Ensembl variant effect predictor fails if REF or ALT allele has a length around 0.5 million
13 months ago
mo.imranshah • 10

I have been using VEP (variant effect predictor) from Ensembl for annotating VCFs produced by GATK's haplotype caller and PINDEL. The VEP is failing for some of the VCFs with the following error:

> -------------------- EXCEPTION --------------------
ERROR: Forked process(es) died: read-through of cross-process communication detected

>STACK Bio::EnsEMBL::VEP::Runner::_forked_buffer_to_output vep/version95/modules/Bio/EnsEMBL/VEP/
STACK Bio::EnsEMBL::VEP::Runner::next_output_line vep/version95/modules/Bio/EnsEMBL/VEP/
STACK Bio::EnsEMBL::VEP::Runner::run vep/version95/modules/Bio/EnsEMBL/VEP/
STACK toplevel vep/version95/vep:225
Date (localtime)    = Thu May  9 13:25:54 2019
Ensembl API version = 95 

It took me weeks to rectify the actual cause of this error as I was not able to find the solution on forums. I have tried adjusting the --buffer and --forks parameters as suggested on several forums but no success. It turns out to be an issue of REF and ALT alleles size for some variant. When I excluded the records with ALT/REF alleles' length more than 1000, I have got the results without any error.

VEP offline command used is:

vep --buffer_size 1000 --offline -i dataset_22336.dat -o dataset_22337.dat --cache --dir vep/database/ --force_overwrite --merged --cache_version 95 --assembly GRCh38 --fasta Homo_sapiens.GRCh38.dna.primary_assembly.fa --fork 32 --everything --vcf

What could be a possible solution to run VEP on the records with ALT/REF alleles' length in 0.5 to 2 million? Any help would be much appreciated.

Thanks in advance. Tagging @ Emily_Ensembl

do you really want to annotate a variant with this length ?

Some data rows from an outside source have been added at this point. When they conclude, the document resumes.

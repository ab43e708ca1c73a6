//! Discount endpoints.
//!
//! `GET /discounts/active` is the only place the start/end window is
//! checked. Orders accept a discount outside its window.

use axum::extract::{Path, State};
use axum::http::StatusCode;
use axum::Json;
use chrono::Utc;
use tracing::info;

use store_core::validation::validate_new_discount;
use store_core::{Discount, NewDiscount};

use crate::error::{ApiError, ApiResponse, ApiResult};
use crate::extract::ApiJson;
use crate::state::AppState;

/// GET /discounts
pub async fn list_discounts(State(state): State<AppState>) -> ApiResult<Vec<Discount>> {
    Ok(Json(state.db.discounts().list().await?))
}

/// GET /discounts/active
pub async fn list_active_discounts(State(state): State<AppState>) -> ApiResult<Vec<Discount>> {
    Ok(Json(state.db.discounts().list_active(Utc::now()).await?))
}

/// GET /discounts/{id}
pub async fn get_discount(
    State(state): State<AppState>,
    Path(id): Path<String>,
) -> ApiResult<Discount> {
    Ok(Json(state.db.discounts().get(&id).await?))
}

/// POST /discounts
pub async fn create_discount(
    State(state): State<AppState>,
    ApiJson(input): ApiJson<NewDiscount>,
) -> Result<(StatusCode, Json<Discount>), ApiError> {
    validate_new_discount(&input)?;

    let discount = state.db.discounts().insert(&input.into_discount()).await?;

    info!(discount_id = %discount.id, value_bps = discount.value_bps, "Discount created");
    Ok((StatusCode::CREATED, Json(discount)))
}

/// PUT /discounts/{id}
pub async fn update_discount(
    State(state): State<AppState>,
    Path(id): Path<String>,
    ApiJson(changes): ApiJson<NewDiscount>,
) -> ApiResult<Discount> {
    validate_new_discount(&changes)?;

    let mut discount = state.db.discounts().get(&id).await?;
    discount.apply(changes);
    state.db.discounts().update(&discount).await?;

    Ok(Json(discount))
}

/// DELETE /discounts/{id}
pub async fn delete_discount(
    State(state): State<AppState>,
    Path(id): Path<String>,
) -> ApiResult<ApiResponse<()>> {
    state.db.discounts().delete(&id).await?;

    info!(discount_id = %id, "Discount deleted");
    Ok(Json(ApiResponse::success("Discount deleted", None)))
}
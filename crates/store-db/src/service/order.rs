//! # Order Fulfillment Engine
//!
//! Creates, updates and deletes orders while keeping product stock, pending
//! backorders and discount eligibility consistent.
//!
//! ## State Machine
//! ```text
//! ┌─────────────────────────────────────────────────────────────────────────┐
//! │                                                                         │
//! │   (nothing) ──create──┬── stock ok, discount ok ──► Order (201)        │
//! │                       ├── stock short / unavailable ─► Backorder (202) │
//! │                       └── discount below minimum ──► rejected (400)    │
//! │                                                                         │
//! │   Order ──update──┬── more units, in stock ──► Order' (stock -= Δ)     │
//! │                   ├── more units, short ─────► rejected (409)          │
//! │                   ├── fewer units ───────────► Order' (stock += Δ,     │
//! │                   │                            then drain)             │
//! │                   └── same / other parties ──► rejected (400)          │
//! │                                                                         │
//! │   Order ──delete──► (nothing)  stock += quantity, then drain           │
//! │                                                                         │
//! └─────────────────────────────────────────────────────────────────────────┘
//! ```
//!
//! ## One Operation = One Transaction
//! Each operation takes the product's lock, then runs every read and write
//! inside a single SQLite transaction. Any error drops the transaction, which
//! rolls back the stock change, the order row and any deleted backorders
//! together. Customers of satisfied backorders are notified only after
//! COMMIT.

use chrono::{DateTime, Utc};
use sqlx::SqliteConnection;
use tracing::{info, warn};

use crate::error::{DbError, FulfillmentResult};
use crate::pool::Database;
use crate::repository::{backorder, customer, discount, order, product};
use crate::service::backorder::drain_within;
use crate::service::locks::ProductLocks;
use crate::service::notifier::{dispatch, SharedNotifier};
use store_core::discount::compute_amount;
use store_core::drain::DrainReport;
use store_core::fulfillment::{ensure_can_increase, ensure_same_parties};
use store_core::validation::{validate_order_request, validate_quantity};
use store_core::{
    generate_id, resource, Backorder, CoreError, Discount, DiscountLookup, Order, OrderOutcome,
    OrderRequest, QuantityChange,
};

/// Loads a referenced discount and resolves it with `lookup`.
async fn resolve_discount(
    conn: &mut SqliteConnection,
    discount_id: Option<&str>,
    lookup: DiscountLookup,
) -> FulfillmentResult<Option<Discount>> {
    let Some(id) = discount_id else {
        return Ok(None);
    };
    let found = discount::find(&mut *conn, id).await?;
    Ok(lookup.resolve(id, found)?)
}

/// The order fulfillment engine.
///
/// ## Example
/// ```rust,ignore
/// let locks = ProductLocks::new();
/// let orders = OrderService::new(db.clone(), Arc::new(LogNotifier), locks);
///
/// match orders.create_order(request, Utc::now()).await? {
///     OrderOutcome::Created(order) => { /* 201 */ }
///     OrderOutcome::Deferred(backorder) => { /* 202 */ }
/// }
/// ```
#[derive(Clone)]
pub struct OrderService {
    db: Database,
    notifier: SharedNotifier,
    locks: ProductLocks,
}

impl OrderService {
    pub fn new(db: Database, notifier: SharedNotifier, locks: ProductLocks) -> Self {
        OrderService {
            db,
            notifier,
            locks,
        }
    }

    pub async fn get(&self, id: &str) -> FulfillmentResult<Order> {
        self.db
            .orders()
            .get_by_id(id)
            .await?
            .ok_or_else(|| CoreError::not_found(resource::ORDER, id).into())
    }

    pub async fn list(&self) -> FulfillmentResult<Vec<Order>> {
        Ok(self.db.orders().list().await?)
    }

    // =========================================================================
    // Create
    // =========================================================================

    /// Places an order, or queues a backorder when stock can't cover it.
    ///
    /// ## Steps
    /// 1. Validate; customer and product must exist (NotFound otherwise)
    /// 2. Under the product lock, re-read the product in the transaction
    /// 3. Unavailable or `count < quantity` → backorder for the full
    ///    quantity, stock untouched, `Deferred`
    /// 4. Otherwise compute the amount (missing discount id = no discount),
    ///    take the stock, insert the order, `Created`
    pub async fn create_order(
        &self,
        request: OrderRequest,
        timestamp: DateTime<Utc>,
    ) -> FulfillmentResult<OrderOutcome> {
        validate_order_request(&request)?;

        if !customer::exists(self.db.pool(), &request.customer_id).await? {
            return Err(CoreError::not_found(resource::CUSTOMER, &request.customer_id).into());
        }
        if !product::exists(self.db.pool(), &request.product_id).await? {
            return Err(CoreError::not_found(resource::PRODUCT, &request.product_id).into());
        }

        let _guard = self.locks.acquire(&request.product_id).await;
        let mut tx = self.db.begin().await?;

        let product = product::find(&mut *tx, &request.product_id)
            .await?
            .ok_or_else(|| CoreError::not_found(resource::PRODUCT, &request.product_id))?;

        if !product.can_supply(request.quantity) {
            let deferred = Backorder::new(
                &request.product_id,
                &request.customer_id,
                request.quantity,
                timestamp,
            );
            backorder::insert(&mut *tx, &deferred).await?;
            tx.commit().await?;

            warn!(
                backorder_id = %deferred.id,
                product_id = %product.id,
                requested = request.quantity,
                count = product.count,
                availability = product.availability,
                "Insufficient stock, backorder created"
            );
            return Ok(OrderOutcome::Deferred(deferred));
        }

        let discount = resolve_discount(
            &mut tx,
            request.discount_id.as_deref(),
            DiscountLookup::Lenient,
        )
        .await?;
        let amount = compute_amount(product.price(), request.quantity, discount.as_ref())?;

        if !product::take_stock(&mut *tx, &product.id, request.quantity).await? {
            return Err(CoreError::InsufficientStock {
                product_id: product.id.clone(),
                available: product.count,
                requested: request.quantity,
            }
            .into());
        }

        let created = Order {
            id: generate_id(),
            product_id: request.product_id,
            customer_id: request.customer_id,
            quantity: request.quantity,
            discount_id: discount.map(|d| d.id),
            timestamp,
            amount_cents: amount.cents(),
        };
        order::insert(&mut *tx, &created).await?;
        tx.commit().await?;

        info!(
            order_id = %created.id,
            product_id = %created.product_id,
            quantity = created.quantity,
            amount = %amount,
            "Order created"
        );
        Ok(OrderOutcome::Created(created))
    }

    // =========================================================================
    // Update
    // =========================================================================

    /// Changes an order's quantity. Nothing else about an order can change.
    ///
    /// The amount is recomputed for the new quantity with the order's stored
    /// discount; a stored discount that no longer exists is NotFound.
    pub async fn update_order(
        &self,
        order_id: &str,
        request: OrderRequest,
    ) -> FulfillmentResult<Order> {
        validate_quantity(request.quantity)?;

        let existing = self.get(order_id).await?;
        ensure_same_parties(&existing, &request)?;

        let _guard = self.locks.acquire(&existing.product_id).await;
        let mut tx = self.db.begin().await?;

        let mut current = order::find(&mut *tx, order_id)
            .await?
            .ok_or_else(|| CoreError::not_found(resource::ORDER, order_id))?;

        let change = QuantityChange::between(current.quantity, request.quantity);
        if change == QuantityChange::Unchanged {
            return Err(CoreError::NoQuantityChange.into());
        }

        let stock = product::find(&mut *tx, &current.product_id)
            .await?
            .ok_or_else(|| CoreError::not_found(resource::PRODUCT, &current.product_id))?;

        let mut satisfied = Vec::new();
        match change {
            QuantityChange::Increase(extra) => {
                ensure_can_increase(&stock, extra)?;
                if !product::take_stock(&mut *tx, &stock.id, extra).await? {
                    return Err(CoreError::InsufficientStock {
                        product_id: stock.id.clone(),
                        available: stock.count,
                        requested: extra,
                    }
                    .into());
                }
            }
            QuantityChange::Decrease(freed) => {
                let new_count = product::return_stock(&mut *tx, &stock.id, freed).await?;
                satisfied = drain_within(&mut tx, &stock.id, new_count).await?.satisfied;
            }
            QuantityChange::Unchanged => {}
        }

        let discount = resolve_discount(
            &mut tx,
            current.discount_id.as_deref(),
            DiscountLookup::Strict,
        )
        .await?;
        let amount = compute_amount(stock.price(), request.quantity, discount.as_ref())?;

        let previous_quantity = current.quantity;
        current.quantity = request.quantity;
        current.amount_cents = amount.cents();
        order::update_quantity(&mut *tx, &current).await?;

        tx.commit().await?;
        dispatch(self.notifier.as_ref(), &satisfied);

        info!(
            order_id = %current.id,
            previous_quantity,
            quantity = current.quantity,
            amount = %amount,
            backorders_satisfied = satisfied.len(),
            "Order updated"
        );
        Ok(current)
    }

    // =========================================================================
    // Delete
    // =========================================================================

    /// Deletes an order, returns its units to stock and drains backorders
    /// against the product's new total count.
    pub async fn delete_order(&self, order_id: &str) -> FulfillmentResult<DrainReport> {
        let existing = self.get(order_id).await?;

        let _guard = self.locks.acquire(&existing.product_id).await;
        let mut tx = self.db.begin().await?;

        let doomed = order::find(&mut *tx, order_id)
            .await?
            .ok_or_else(|| CoreError::not_found(resource::ORDER, order_id))?;

        let returned = product::return_stock(&mut *tx, &doomed.product_id, doomed.quantity).await;
        let report = match returned {
            Ok(new_count) => {
                let plan = drain_within(&mut tx, &doomed.product_id, new_count).await?;
                DrainReport::from_plan(&doomed.product_id, &plan)
            }
            Err(DbError::NotFound { .. }) => {
                // Product was deleted after the order was placed.
                warn!(
                    order_id = %order_id,
                    product_id = %doomed.product_id,
                    "Product gone, nothing to restock"
                );
                DrainReport::untouched(&doomed.product_id)
            }
            Err(e) => return Err(e.into()),
        };

        order::delete(&mut *tx, order_id).await?;
        tx.commit().await?;
        dispatch(self.notifier.as_ref(), &report.satisfied);

        info!(
            order_id = %order_id,
            product_id = %doomed.product_id,
            restocked = doomed.quantity,
            backorders_satisfied = report.satisfied.len(),
            "Order deleted"
        );
        Ok(report)
    }
}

Pierre Lindenbaum, Could you please suggest what would be the optimal length to go with and exclude insignificant variants.


3.7 years ago
Ben_Ensembl • 980

Hi mo.imranshah,

There are difficulties in handling long allele strings (>1000bp) for variants in VEP when fetching everything that overlaps the allele string and probably this was what lead to the fork failing.

We plan to look more into it to figure out exactly what would be an 'upper limit' and how to handle these cases better.

However, it may be more efficient to upload your data into the Ensembl browser to visualise the genomic regions of interest:

or to use BioMart to retrieve the list of genes in the genomic regions of interest:

Best wishes

Ben Ensembl Helpdesk

Thanks Ben for a quick reply. Hope to see a better performance of VEP in such cases. Meanwhile, I would go with your suggestions.

Best, Imran